Recently the SJC upheld a $275 filing fee for appeals of parking violations in VINCENT GILLESPIE & another vs. CITY OF NORTHAMPTON 460 Mass. 148 (2011). In essence, the court goes on to say that the town could impose such an appeal filing fee to offset its own costs and did not violate the purchase of justice clause of art. 11 of the Massachusetts Declaration of Rights or the principle of separation of powers found in art. 30 of the Massachusetts Declaration of Rights.

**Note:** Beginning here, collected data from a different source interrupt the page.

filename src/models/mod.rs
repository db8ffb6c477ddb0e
pub mod view;
use once_cell::sync::Lazy;
use regex::Regex;
use validator::ValidationError;

pub const MAX_PROJECT_ID_LEN: usize = 128;

static PROJECT_ID_RE: Lazy<Regex> =
    Lazy::new(|| Regex::new(r"^[A-Za-z0-9_-]+$").expect("project id regex"));

pub fn validate_project_id(id: &str) -> Result<(), ValidationError> {
    if id.is_empty() || id.len() > MAX_PROJECT_ID_LEN || !PROJECT_ID_RE.is_match(id) {
        return Err(ValidationError::new("project_id").with_message(
            format!("Letters, numbers, '-' and '_'. 1 to {MAX_PROJECT_ID_LEN} characters").into(),
        ));
    }
    Ok(())
}
pub mod test_with_server;

use async_trait::async_trait;
use fake::{faker::lorem::en::Word, Fake};
use folio_likes::config::AppConfig;
use folio_likes::database::client::{Database, DbConfig};
use folio_likes::database::table_names::LIKE_COUNTER_TABLE_NAME;
use folio_likes::interfaces::repositories::like_counter::LikeLedgerInterface;
use folio_likes::middleware::error::{AppError, AppResult};

pub async fn connect_test_db(config: &AppConfig) -> Database {
    let db = Database::connect(DbConfig {
        url: &config.db_url,
        database: &config.db_database,
        namespace: &config.db_namespace,
        password: config.db_password.as_deref(),
        username: config.db_username.as_deref(),
        tx_retries: config.like_tx_retries,
    })
    .await
    .expect("Failed to connect to SurrealDB");

    db.run_migrations().await.expect("migrations");
    db
}

#[allow(dead_code)]
pub fn fake_project_id() -> String {
    let word: String = Word().fake();
    let suffix: u32 = (1000..9999).fake();
    format!("{}-{suffix}", word.to_lowercase())
}

#[allow(dead_code)]
pub async fn seed_likes(db: &Database, project_id: &str, likes: i64) {
    db.client
        .query(format!(
            "UPSERT type::thing('{LIKE_COUNTER_TABLE_NAME}', $project_id) SET likes = $likes;"
        ))
        .bind(("project_id", project_id.to_string()))
        .bind(("likes", likes))
        .await
        .expect("seed likes")
        .check()
        .expect("seed likes statement");
}

#[allow(dead_code)]
pub async fn stored_likes(db: &Database, project_id: &str) -> Option<i64> {
    let mut res = db
        .client
        .query(format!(
            "SELECT VALUE likes FROM type::thing('{LIKE_COUNTER_TABLE_NAME}', $project_id);"
        ))
        .bind(("project_id", project_id.to_string()))
        .await
        .expect("read likes");
    res.take::<Option<i64>>(0).expect("likes value")
}

/// Ledger whose store is never reachable.
#[allow(dead_code)]
pub struct UnreachableLedger;

#[async_trait]
impl LikeLedgerInterface for UnreachableLedger {
    async fn read_likes(&self, _project_id: &str) -> AppResult<u32> {
        Err(AppError::StoreUnavailable {
            source: "connection refused".to_string(),
        })
    }

    async fn increment(&self, _project_id: &str) -> AppResult<u32> {
        Err(AppError::StoreUnavailable {
            source: "connection refused".to_string(),
        })
    }

    async fn decrement(&self, _project_id: &str) -> AppResult<u32> {
        Err(AppError::TransactionConflict {
            source: "retry budget exhausted".to_string(),
        })
    }
}
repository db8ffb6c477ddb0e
use std::{
    fs::File,
    io::{ErrorKind, Read, Write},
    path::{Path, PathBuf},
};

use crate::interfaces::client_storage::ClientStorageInterface;
use crate::middleware::error::{AppError, AppResult};

/// One file per key under `storage_dir`, for visitors that are not browsers.
pub struct FileClientStorage {
    storage_dir: String,
}

impl FileClientStorage {
    pub fn new(storage_dir: String) -> Self {
        FileClientStorage { storage_dir }
    }

    fn ensure_dir_exists(&self, dir_path: &str) -> std::io::Result<()> {
        let path = Path::new(dir_path);
        if !path.exists() {
            std::fs::create_dir_all(path)?;
        }
        Ok(())
    }

    fn key_path(&self, key: &str) -> PathBuf {
        Path::new(&self.storage_dir).join(format!("{key}.json"))
    }
}

fn unavailable(err: std::io::Error) -> AppError {
    AppError::LocalStorageUnavailable {
        source: err.to_string(),
    }
}

impl ClientStorageInterface for FileClientStorage {
    fn read(&self, key: &str) -> AppResult<Option<String>> {
        let mut file = match File::open(self.key_path(key)) {
            Ok(file) => file,
            Err(e) if e.kind() == ErrorKind::NotFound => return Ok(None),
            Err(e) => return Err(unavailable(e)),
        };
        let mut contents = String::new();
        file.read_to_string(&mut contents).map_err(unavailable)?;
        Ok(Some(contents))
    }

    fn write(&self, key: &str, value: &str) -> AppResult<()> {
        self.ensure_dir_exists(&self.storage_dir)
            .map_err(unavailable)?;
        let mut file = File::create(self.key_path(key)).map_err(unavailable)?;
        file.write_all(value.as_bytes()).map_err(unavailable)?;
        Ok(())
    }
}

The court in deciding stated “In a civil action seeking a judgment declaring that the imposition of a filing fee of $275 to obtain judicial review of a final decision of a municipal parking clerk regarding a parking citation offends the Massachusetts Constitution, the judge properly granted summary judgment in favor of the defendant city, where, given that judicial review of administrative agency decisions is not a fundamental right and the statutory scheme in G. L. c. 90, § 20A ½, did not impair the exercise of any other paradigmatically fundamental right, the imposition of such a fee did not violate the plaintiffs’ substantive due process rights, in that it was rational for the Legislature to aim to establish a consistent procedure and forum for appeals from administrative agency adjudications; where the designation of Superior Court as the chosen forum for judicial review of parking citations did not violate the plaintiffs’ rights to procedural due process, in that the private interest at stake (the loss of personal property in an amount as high as one hundred dollars, but in most cases between fifteen and fifty dollars) could not be regarded as precious and the risk of an erroneous deprivation of that interest was rather low, while the government interest in judicial economy and deterrence of frivolous appeals was substantial; where the plaintiffs, who alleged that the statutory scheme in G. L. c. 90, § 20A ½, violated principles of equal protection, failed to demonstrate that there was no rational basis for the filing fees and designation of the Superior Court as the forum for judicial review, given the significant qualitative differences between alleged parking offenders and other classes of litigants existed that justified the difference in treatment; and where the statutory scheme did not violate the purchase of justice clause of art. 11 of the Massachusetts Declaration of Rights or the principle of separation of powers found in art. 30 of the Massachusetts Declaration of Rights.
3. Discussion. The plaintiffs launch a broad facial challenge to the constitutionality of § 20A 1/2 and the attendant filing fees it imposes for judicial review. We note at the outset that it is well settled that a “statute is presumed to be constitutional and every rational presumption in favor of the statute’s validity is made.” Pielech v. Massasoit Greyhound, Inc., 441 Mass. 188 , 193 (2004), citing St. Germaine v. Pendergast, 416 Mass. 698 , 702-704 (1993). The challenging party bears the burden of demonstrating “beyond a reasonable doubt that there are no ‘conceivable grounds’ which could support its validity.” Leibovich v. Antonellis, 410 Mass. 568 , 576 (1991), quoting Zeller v. Cantu, 395 Mass. 76 , 84 (1985). While there is a considerable measure of conceptual overlap in the due process, equal protection, and access to justice principles the plaintiffs invoke, we are obliged to treat each constitutional claim as analytically distinct. See Paro v. Longwood Hosp., 373 Mass. 645 , 648-654 (1977). We address each in turn.”
The court goes on to explain why each constitutionally based challenge fails before concluding that. “For the foregoing reasons, we conclude that the plaintiffs have failed to establish that § 20A 1/2 is discordant with the Massachusetts Constitution, and we uphold the grant of summary judgment in favor of Northampton.